**TASK DETAILS:** Nothing should be output except the lines from the top of the material below through the line that contains "pub use types::*;", each exactly as written.
RECORDS SUPPLIED Block Start
//! Error Handling Module
//!
//! A single error type covers token issuance, the REST boundary and the
//! connection-test runner:
//! - Core error types (`CatalogError`, `ErrorCategory`)
//! - Type conversions from common error types
//!
//! # Example
//!
//! ```rust,ignore
//! use catalog_auth::error::{CatalogError, ErrorCategory};
//!
//! let error = CatalogError::api_error(503, "Service unavailable");
//! assert_eq!(error.category(), ErrorCategory::Server);
//! assert!(error.is_retryable());
//! ```

mod conversions;
pub mod types;

pub use types::*;
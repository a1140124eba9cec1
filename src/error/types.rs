//! Core error types.

use thiserror::Error;

/// Crate-wide result alias.
pub type Result<T> = std::result::Result<T, CatalogError>;

/// Coarse classification used for logging and retry decisions.
#[derive(Debug, Clone, Copy, PartialEq, Eq)]
pub enum ErrorCategory {
    /// Missing or invalid configuration, unsupported provider type
    Configuration,
    /// Bad key material or signing failure
    Credential,
    /// Identity provider rejected or failed a token request
    TokenIssuance,
    /// Transport level failure (connect, timeout)
    Network,
    /// The catalog rejected the issued credentials
    Authentication,
    /// 5xx and throttling responses
    Server,
    /// Other 4xx responses
    Client,
    /// Response bodies that could not be decoded
    Parsing,
    /// Failure inside a connection-test step
    ConnectionTest,
    Internal,
}

/// Errors produced by token providers, the REST client and the test runner.
#[derive(Error, Debug, Clone)]
pub enum CatalogError {
    /// Missing or invalid field for the selected provider. Surfaced before any network call.
    #[error("Configuration error: {0}")]
    ConfigurationError(String),

    /// Key material is missing, unreadable or malformed.
    #[error("Credential load error: {0}")]
    CredentialLoadError(String),

    /// A JWT assertion could not be signed with the configured key.
    #[error("Signing error: {0}")]
    SigningError(String),

    /// OAuth2 token exchange failed or returned no access token.
    #[error("Token exchange error: {0}")]
    TokenExchangeError(String),

    /// The identity backend refused to issue a fresh identity token.
    #[error("Token refresh error: {0}")]
    TokenRefreshError(String),

    /// `auth_provider_type` does not name a known provider.
    #[error("Unsupported auth provider type: {0}")]
    UnsupportedProvider(String),

    /// A connection-test step failed.
    #[error("Test step '{step}' failed: {message}")]
    StepExecution { step: String, message: String },

    /// Transport failure talking to the catalog.
    #[error("HTTP error: {0}")]
    HttpError(String),

    #[error("Timeout: {0}")]
    TimeoutError(String),

    /// The catalog rejected the issued token even after re-issuing it.
    #[error("Authentication failed: {0}")]
    AuthenticationError(String),

    /// Non-success response from the catalog.
    #[error("API error {code}: {message}")]
    ApiError {
        code: u16,
        message: String,
        details: Option<serde_json::Value>,
    },

    #[error("JSON error: {0}")]
    JsonError(String),

    #[error("Internal error: {0}")]
    InternalError(String),
}

impl CatalogError {
    /// Build an `ApiError` without details.
    pub fn api_error(code: u16, message: impl Into<String>) -> Self {
        Self::ApiError {
            code,
            message: message.into(),
            details: None,
        }
    }

    /// Build an `ApiError` carrying the decoded response body.
    pub fn api_error_with_details(
        code: u16,
        message: impl Into<String>,
        details: serde_json::Value,
    ) -> Self {
        Self::ApiError {
            code,
            message: message.into(),
            details: Some(details),
        }
    }

    /// HTTP status associated with the error, when there is one.
    pub fn status_code(&self) -> Option<u16> {
        match self {
            Self::ApiError { code, .. } => Some(*code),
            Self::AuthenticationError(_) => Some(401),
            _ => None,
        }
    }

    pub fn category(&self) -> ErrorCategory {
        match self {
            Self::ConfigurationError(_) | Self::UnsupportedProvider(_) => {
                ErrorCategory::Configuration
            }
            Self::CredentialLoadError(_) | Self::SigningError(_) => ErrorCategory::Credential,
            Self::TokenExchangeError(_) | Self::TokenRefreshError(_) => {
                ErrorCategory::TokenIssuance
            }
            Self::StepExecution { .. } => ErrorCategory::ConnectionTest,
            Self::HttpError(_) | Self::TimeoutError(_) => ErrorCategory::Network,
            Self::AuthenticationError(_) => ErrorCategory::Authentication,
            Self::ApiError { code, .. } => {
                if *code == 429 || *code >= 500 {
                    ErrorCategory::Server
                } else {
                    ErrorCategory::Client
                }
            }
            Self::JsonError(_) => ErrorCategory::Parsing,
            Self::InternalError(_) => ErrorCategory::Internal,
        }
    }

    /// Whether the caller's retry policy may try the operation again.
    ///
    /// Token issuance failures are retryable: providers never retry internally.
    pub fn is_retryable(&self) -> bool {
        matches!(
            self.category(),
            ErrorCategory::TokenIssuance | ErrorCategory::Network | ErrorCategory::Server
        )
    }

    /// Whether the error was raised while issuing a token.
    pub fn is_token_error(&self) -> bool {
        matches!(
            self,
            Self::CredentialLoadError(_)
                | Self::SigningError(_)
                | Self::TokenExchangeError(_)
                | Self::TokenRefreshError(_)
        )
    }
}
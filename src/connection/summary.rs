//! Test results and the run summary.

use std::fmt;

use serde::{Deserialize, Serialize};

use super::step::StepInfo;

/// Outcome of a single step.
#[derive(Debug, Clone, Copy, PartialEq, Eq, Serialize, Deserialize)]
#[serde(rename_all = "lowercase")]
pub enum TestStatus {
    Passed,
    Failed,
    /// Not run because an earlier mandatory step failed
    Skipped,
}

impl fmt::Display for TestStatus {
    fn fmt(&self, f: &mut fmt::Formatter<'_>) -> fmt::Result {
        f.write_str(match self {
            Self::Passed => "passed",
            Self::Failed => "failed",
            Self::Skipped => "skipped",
        })
    }
}

/// Result of one step.
#[derive(Debug, Clone, PartialEq, Eq, Serialize, Deserialize)]
pub struct TestResult {
    pub step_name: String,
    pub status: TestStatus,
    pub mandatory: bool,
    #[serde(default, skip_serializing_if = "Option::is_none")]
    pub description: Option<String>,
    #[serde(default, skip_serializing_if = "Option::is_none")]
    pub error_message: Option<String>,
    /// Wall time spent in the step
    #[serde(default)]
    pub duration_ms: u64,
}

impl TestResult {
    pub(crate) fn succeeded(info: StepInfo, duration_ms: u64) -> Self {
        Self::from_info(info, TestStatus::Passed, None, duration_ms)
    }

    pub(crate) fn failed(info: StepInfo, message: String, duration_ms: u64) -> Self {
        Self::from_info(info, TestStatus::Failed, Some(message), duration_ms)
    }

    pub(crate) fn skipped(info: StepInfo) -> Self {
        Self::from_info(info, TestStatus::Skipped, None, 0)
    }

    fn from_info(
        info: StepInfo,
        status: TestStatus,
        error_message: Option<String>,
        duration_ms: u64,
    ) -> Self {
        Self {
            step_name: info.name,
            status,
            mandatory: info.mandatory,
            description: info.description,
            error_message,
            duration_ms,
        }
    }

    pub fn passed(&self) -> bool {
        self.status == TestStatus::Passed
    }
}

/// Overall connection status as reported to the catalog.
#[derive(Debug, Clone, Copy, PartialEq, Eq, Serialize, Deserialize)]
pub enum ConnectionStatus {
    Successful,
    Failed,
}

/// Ordered step results of one connection test.
#[derive(Debug, Clone, PartialEq, Eq, Serialize, Deserialize)]
pub struct ConnectionTestSummary {
    pub results: Vec<TestResult>,
    /// False iff a mandatory step did not pass
    pub success: bool,
}

impl ConnectionTestSummary {
    pub fn new(results: Vec<TestResult>) -> Self {
        let success = results
            .iter()
            .filter(|r| r.mandatory)
            .all(TestResult::passed);
        Self { results, success }
    }

    pub fn status(&self) -> ConnectionStatus {
        if self.success {
            ConnectionStatus::Successful
        } else {
            ConnectionStatus::Failed
        }
    }

    /// Result for a step by name.
    pub fn result(&self, step_name: &str) -> Option<&TestResult> {
        self.results.iter().find(|r| r.step_name == step_name)
    }

    pub fn status_of(&self, step_name: &str) -> Option<TestStatus> {
        self.result(step_name).map(|r| r.status)
    }

    pub fn failed_steps(&self) -> impl Iterator<Item = &TestResult> {
        self.results
            .iter()
            .filter(|r| r.status == TestStatus::Failed)
    }
}

impl fmt::Display for ConnectionTestSummary {
    fn fmt(&self, f: &mut fmt::Formatter<'_>) -> fmt::Result {
        writeln!(f, "Connection test: {:?}", self.status())?;
        for result in &self.results {
            write!(f, "  [{}] {}", result.status, result.step_name)?;
            if result.mandatory {
                write!(f, " (mandatory)")?;
            }
            if let Some(message) = &result.error_message {
                write!(f, ": {message}")?;
            }
            writeln!(f)?;
        }
        Ok(())
    }
}
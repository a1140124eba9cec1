//! Service-account OIDC identity tokens.
//!
//! The provider reads a service-account key file, signs a JWT-bearer
//! assertion asking for an identity token scoped to the configured audience,
//! and exchanges it at the key's token endpoint. Nothing is cached: every
//! call reads the key and requests a fresh token.

use std::fmt;
use std::path::PathBuf;

use jsonwebtoken::{Algorithm, EncodingKey, Header, encode};
use serde::{Deserialize, Serialize};

use super::{ASSERTION_LIFETIME_SECS, AuthProviderType, TokenProvider, body_sample};
use crate::config::{ProviderConfig, required_field};
use crate::error::{CatalogError, Result};

/// Default Google OAuth token endpoint
const DEFAULT_TOKEN_URI: &str = "https://oauth2.googleapis.com/token";
const JWT_BEARER_GRANT: &str = "urn:ietf:params:oauth:grant-type:jwt-bearer";

/// Service-account key file subset (fields required for the JWT flow)
#[derive(Clone, Deserialize)]
pub struct ServiceAccountKey {
    pub client_email: String,
    pub private_key: String,
    #[serde(default)]
    pub private_key_id: Option<String>,
    #[serde(default)]
    pub token_uri: Option<String>,
}

impl ServiceAccountKey {
    /// Parse a service-account key file.
    pub fn from_json(json: &str) -> Result<Self> {
        let key = serde_json::from_str::<Self>(json).map_err(|e| {
            CatalogError::CredentialLoadError(format!("Invalid service account key file: {e}"))
        })?;
        if key.private_key.trim().is_empty() || key.client_email.trim().is_empty() {
            return Err(CatalogError::CredentialLoadError(
                "Service account key file is missing client_email or private_key".to_string(),
            ));
        }
        Ok(key)
    }

    pub fn token_uri(&self) -> &str {
        self.token_uri.as_deref().unwrap_or(DEFAULT_TOKEN_URI)
    }
}

impl fmt::Debug for ServiceAccountKey {
    fn fmt(&self, f: &mut fmt::Formatter<'_>) -> fmt::Result {
        f.debug_struct("ServiceAccountKey")
            .field("client_email", &self.client_email)
            .field("private_key_id", &self.private_key_id)
            .field("token_uri", &self.token_uri)
            .finish_non_exhaustive()
    }
}

#[derive(Debug, Serialize)]
struct IdTokenClaims<'a> {
    iss: &'a str,
    sub: &'a str,
    aud: &'a str,
    target_audience: &'a str,
    iat: i64,
    exp: i64,
}

#[derive(Debug, Deserialize)]
struct IdTokenResponse {
    #[serde(default)]
    id_token: Option<String>,
}

/// Issues OIDC identity tokens for a service account.
#[derive(Debug, Clone)]
pub struct GoogleTokenProvider {
    key_path: PathBuf,
    audience: String,
    http: reqwest::Client,
}

impl GoogleTokenProvider {
    /// Create a new provider.
    /// - `key_path` points at the service-account JSON key file.
    /// - `audience` is the target audience of the identity token.
    pub fn new(
        key_path: impl Into<PathBuf>,
        audience: impl Into<String>,
        http: reqwest::Client,
    ) -> Self {
        Self {
            key_path: key_path.into(),
            audience: audience.into(),
            http,
        }
    }

    /// Build from configuration: `secret_key` holds the key-file path.
    pub fn from_config(config: &ProviderConfig, http: reqwest::Client) -> Result<Self> {
        let key_path = required_field(
            AuthProviderType::Google,
            "secret_key",
            config.secret_key_str(),
        )?;
        let audience = required_field(
            AuthProviderType::Google,
            "audience",
            Some(config.audience.as_str()),
        )?;
        Ok(Self::new(key_path, audience, http))
    }

    pub fn audience(&self) -> &str {
        &self.audience
    }

    /// Read and parse the key file.
    pub async fn load_key(&self) -> Result<ServiceAccountKey> {
        let content = tokio::fs::read_to_string(&self.key_path).await.map_err(|e| {
            CatalogError::CredentialLoadError(format!(
                "Failed to read service account key file {}: {e}",
                self.key_path.display()
            ))
        })?;
        ServiceAccountKey::from_json(&content)
    }

    /// Sign the assertion presented to the token endpoint.
    pub fn sign_assertion(&self, key: &ServiceAccountKey) -> Result<String> {
        let now = chrono::Utc::now().timestamp();
        let claims = IdTokenClaims {
            iss: &key.client_email,
            sub: &key.client_email,
            aud: key.token_uri(),
            target_audience: &self.audience,
            iat: now,
            exp: now + ASSERTION_LIFETIME_SECS,
        };

        let mut header = Header::new(Algorithm::RS256);
        header.typ = Some("JWT".to_string());
        header.kid = key.private_key_id.clone();
        let encoding_key = EncodingKey::from_rsa_pem(key.private_key.as_bytes()).map_err(|e| {
            CatalogError::CredentialLoadError(format!("Invalid RSA private key (PEM): {e}"))
        })?;
        encode(&header, &claims, &encoding_key).map_err(|e| {
            CatalogError::CredentialLoadError(format!(
                "Failed to sign identity token assertion: {e}"
            ))
        })
    }

    async fn exchange(&self, token_uri: &str, assertion: &str) -> Result<String> {
        let form = [("grant_type", JWT_BEARER_GRANT), ("assertion", assertion)];

        let resp = self
            .http
            .post(token_uri)
            .form(&form)
            .send()
            .await
            .map_err(|e| {
                CatalogError::TokenRefreshError(format!("Token endpoint request failed: {e}"))
            })?;

        let status = resp.status();
        if !status.is_success() {
            let body = resp.text().await.unwrap_or_default();
            return Err(CatalogError::TokenRefreshError(format!(
                "Token endpoint returned {status}: {}",
                body_sample(&body)
            )));
        }

        let parsed: IdTokenResponse = resp.json().await.map_err(|e| {
            CatalogError::TokenRefreshError(format!("Failed to parse token response: {e}"))
        })?;

        parsed
            .id_token
            .filter(|t| !t.is_empty())
            .ok_or_else(|| {
                CatalogError::TokenRefreshError(
                    "Token response did not contain an id_token".to_string(),
                )
            })
    }
}

#[async_trait::async_trait]
impl TokenProvider for GoogleTokenProvider {
    fn provider_type(&self) -> AuthProviderType {
        AuthProviderType::Google
    }

    async fn auth_token(&self) -> Result<String> {
        let key = self.load_key().await?;
        let assertion = self.sign_assertion(&key)?;
        tracing::debug!(
            target: "catalog_auth::auth",
            provider = "google",
            token_uri = %key.token_uri(),
            audience = %self.audience,
            "requesting identity token"
        );
        self.exchange(key.token_uri(), &assertion).await
    }
}
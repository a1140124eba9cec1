//! Test steps.

use std::fmt;
use std::future::Future;

use futures::future::BoxFuture;

/// Failure raised by a test step.
pub type StepError = Box<dyn std::error::Error + Send + Sync>;

/// Future returned by a step invocation.
pub type StepFuture = BoxFuture<'static, Result<(), StepError>>;

/// One-shot step invocation.
pub type StepFn = Box<dyn FnOnce() -> StepFuture + Send>;

/// Box an async closure into a [`StepFn`].
pub fn step_fn<F, Fut, E>(f: F) -> StepFn
where
    F: FnOnce() -> Fut + Send + 'static,
    Fut: Future<Output = Result<(), E>> + Send + 'static,
    E: Into<StepError>,
{
    Box::new(move || {
        Box::pin(async move { f().await.map_err(Into::into) }) as StepFuture
    })
}

/// Box a blocking closure into a [`StepFn`]. It runs on tokio's blocking pool.
pub fn blocking_step_fn<F, E>(f: F) -> StepFn
where
    F: FnOnce() -> Result<(), E> + Send + 'static,
    E: Into<StepError> + Send + 'static,
{
    Box::new(move || {
        Box::pin(async move {
            match tokio::task::spawn_blocking(f).await {
                Ok(result) => result.map_err(Into::into),
                Err(e) => Err(format!("blocking step did not complete: {e}").into()),
            }
        }) as StepFuture
    })
}

/// A named check run against a backend client.
pub struct TestStep {
    name: String,
    mandatory: bool,
    description: Option<String>,
    invoke: StepFn,
}

impl TestStep {
    /// A non-mandatory async step.
    pub fn new<F, Fut, E>(name: impl Into<String>, f: F) -> Self
    where
        F: FnOnce() -> Fut + Send + 'static,
        Fut: Future<Output = Result<(), E>> + Send + 'static,
        E: Into<StepError>,
    {
        Self::from_fn(name, step_fn(f))
    }

    /// A non-mandatory step wrapping a synchronous SDK call.
    pub fn blocking<F, E>(name: impl Into<String>, f: F) -> Self
    where
        F: FnOnce() -> Result<(), E> + Send + 'static,
        E: Into<StepError> + Send + 'static,
    {
        Self::from_fn(name, blocking_step_fn(f))
    }

    pub fn from_fn(name: impl Into<String>, invoke: StepFn) -> Self {
        Self {
            name: name.into(),
            mandatory: false,
            description: None,
            invoke,
        }
    }

    /// Mark the step mandatory: its failure stops the run.
    pub fn mandatory(self) -> Self {
        self.with_mandatory(true)
    }

    pub fn with_mandatory(mut self, mandatory: bool) -> Self {
        self.mandatory = mandatory;
        self
    }

    pub fn with_description(mut self, description: impl Into<String>) -> Self {
        self.description = Some(description.into());
        self
    }

    pub fn name(&self) -> &str {
        &self.name
    }

    pub fn is_mandatory(&self) -> bool {
        self.mandatory
    }

    pub fn description(&self) -> Option<&str> {
        self.description.as_deref()
    }

    pub(crate) fn into_parts(self) -> (StepInfo, StepFn) {
        (
            StepInfo {
                name: self.name,
                mandatory: self.mandatory,
                description: self.description,
            },
            self.invoke,
        )
    }
}

impl fmt::Debug for TestStep {
    fn fmt(&self, f: &mut fmt::Formatter<'_>) -> fmt::Result {
        f.debug_struct("TestStep")
            .field("name", &self.name)
            .field("mandatory", &self.mandatory)
            .field("description", &self.description)
            .finish_non_exhaustive()
    }
}

/// Step metadata without the invocation.
#[derive(Debug, Clone)]
pub(crate) struct StepInfo {
    pub name: String,
    pub mandatory: bool,
    pub description: Option<String>,
}
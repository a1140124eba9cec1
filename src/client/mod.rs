//! Catalog REST client boundary.
//!
//! Issues a token from the configured [`TokenProvider`] for every request,
//! injects it under the configured header and applies the fixed-delay retry
//! policy to transient failures. A `401` triggers one token re-issue and one
//! immediate retry; a second `401` is surfaced as `AuthenticationError`.

pub mod headers;

use std::sync::Arc;

use reqwest::{Method, Response, StatusCode};
use serde::de::DeserializeOwned;
use serde_json::Value;

use crate::auth::{ProviderFactory, TokenProvider};
use crate::config::ProviderConfig;
use crate::error::{CatalogError, Result};
use crate::retry::{RetryExecutor, RetryPolicy};
use headers::{DEFAULT_USER_AGENT, HttpHeaderBuilder};

/// Thin HTTP client for the catalog API.
#[derive(Clone)]
pub struct RestClient {
    base_url: String,
    auth_header_name: String,
    http: reqwest::Client,
    provider: Arc<dyn TokenProvider>,
    retry: RetryExecutor,
}

impl std::fmt::Debug for RestClient {
    fn fmt(&self, f: &mut std::fmt::Formatter<'_>) -> std::fmt::Result {
        f.debug_struct("RestClient")
            .field("base_url", &self.base_url)
            .field("auth_header_name", &self.auth_header_name)
            .field("provider", &self.provider.provider_type())
            .field("retry", self.retry.policy())
            .finish()
    }
}

impl RestClient {
    /// Create a client around an existing provider and HTTP client.
    pub fn new(
        config: &ProviderConfig,
        provider: Arc<dyn TokenProvider>,
        http: reqwest::Client,
    ) -> Result<Self> {
        config.validate()?;
        Ok(Self {
            base_url: config.base_url(),
            auth_header_name: config.auth_header_name.clone(),
            http,
            provider,
            retry: RetryExecutor::new(RetryPolicy::from_config(config)),
        })
    }

    /// Create a client and its token provider from configuration alone.
    pub fn from_config(config: &ProviderConfig) -> Result<Self> {
        let http = reqwest::Client::new();
        let provider = ProviderFactory::new(http.clone()).create(config)?;
        Self::new(config, provider, http)
    }

    /// Replace the retry policy derived from configuration.
    pub fn with_retry_policy(mut self, policy: RetryPolicy) -> Self {
        self.retry = RetryExecutor::new(policy);
        self
    }

    pub fn base_url(&self) -> &str {
        &self.base_url
    }

    pub fn provider(&self) -> &Arc<dyn TokenProvider> {
        &self.provider
    }

    /// Absolute URL for an API path relative to `<endpoint>/<version>`.
    pub fn url(&self, path: &str) -> String {
        format!("{}/{}", self.base_url, path.trim_start_matches('/'))
    }

    pub async fn get(&self, path: &str) -> Result<Value> {
        self.request(Method::GET, path, None).await
    }

    /// GET and decode the response into `T`.
    pub async fn get_as<T: DeserializeOwned>(&self, path: &str) -> Result<T> {
        let value = self.get(path).await?;
        Ok(serde_json::from_value(value)?)
    }

    pub async fn post(&self, path: &str, body: &Value) -> Result<Value> {
        self.request(Method::POST, path, Some(body)).await
    }

    pub async fn put(&self, path: &str, body: &Value) -> Result<Value> {
        self.request(Method::PUT, path, Some(body)).await
    }

    pub async fn patch(&self, path: &str, body: &Value) -> Result<Value> {
        self.request(Method::PATCH, path, Some(body)).await
    }

    pub async fn delete(&self, path: &str) -> Result<Value> {
        self.request(Method::DELETE, path, None).await
    }

    /// Perform a request with retries. Empty response bodies decode to `Value::Null`.
    pub async fn request(
        &self,
        method: Method,
        path: &str,
        body: Option<&Value>,
    ) -> Result<Value> {
        let url = self.url(path);
        self.retry
            .execute(|| self.request_once(method.clone(), &url, body))
            .await
    }

    async fn request_once(
        &self,
        method: Method,
        url: &str,
        body: Option<&Value>,
    ) -> Result<Value> {
        let token = self.provider.auth_token().await?;
        let mut resp = self.send(method.clone(), url, body, &token).await?;

        if resp.status() == StatusCode::UNAUTHORIZED {
            tracing::info!(
                target: "catalog_auth::client",
                provider = %self.provider.provider_type(),
                url = %url,
                "unauthorized, re-issuing token and retrying once"
            );
            let token = self.provider.auth_token().await?;
            resp = self.send(method, url, body, &token).await?;
        }

        Self::decode(url, resp).await
    }

    async fn send(
        &self,
        method: Method,
        url: &str,
        body: Option<&Value>,
        token: &str,
    ) -> Result<Response> {
        let headers = HttpHeaderBuilder::new()
            .with_auth_token(&self.auth_header_name, token)?
            .with_json_content_type()
            .with_user_agent(DEFAULT_USER_AGENT)?
            .build();

        let mut builder = self.http.request(method.clone(), url).headers(headers);
        if let Some(body) = body {
            builder = builder.json(body);
        }

        tracing::debug!(target: "catalog_auth::client", method = %method, url = %url, "sending request");
        let resp = builder.send().await?;
        tracing::debug!(
            target: "catalog_auth::client",
            method = %method,
            url = %url,
            status = resp.status().as_u16(),
            "response received"
        );
        Ok(resp)
    }

    async fn decode(url: &str, resp: Response) -> Result<Value> {
        let status = resp.status();
        let text = resp.text().await?;

        if !status.is_success() {
            return Err(classify_http_error(url, status.as_u16(), &text));
        }

        if text.trim().is_empty() {
            return Ok(Value::Null);
        }
        Ok(serde_json::from_str(&text)?)
    }
}

/// Map a non-success catalog response to an error; 429 and 5xx stay retryable.
pub fn classify_http_error(url: &str, status: u16, body_text: &str) -> CatalogError {
    let body_sample = body_text.chars().take(200).collect::<String>();

    if status == 401 {
        return CatalogError::AuthenticationError(format!(
            "url={url} unauthorized body_sample={body_sample}"
        ));
    }

    if let Ok(json) = serde_json::from_str::<Value>(body_text) {
        let message = json
            .get("message")
            .and_then(Value::as_str)
            .map(str::to_string)
            .unwrap_or_else(|| body_sample.clone());
        return CatalogError::api_error_with_details(status, message, json);
    }

    let message = if body_text.trim().is_empty() {
        format!("url={url} http={status}")
    } else {
        body_sample
    };
    CatalogError::api_error(status, message)
}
RECORDS SUPPLIED Block End
**COMPLETED TASK:**
//! Error Handling Module
//!
//! A single error type covers token issuance, the REST boundary and the
//! connection-test runner:
//! - Core error types (`CatalogError`, `ErrorCategory`)
//! - Type conversions from common error types
//!
//! # Example
//!
//! ```rust,ignore
//! use catalog_auth::error::{CatalogError, ErrorCategory};
//!
//! let error = CatalogError::api_error(503, "Service unavailable");
//! assert_eq!(error.category(), ErrorCategory::Server);
//! assert!(error.is_retryable());
//! ```

mod conversions;
pub mod types;

pub use types::*;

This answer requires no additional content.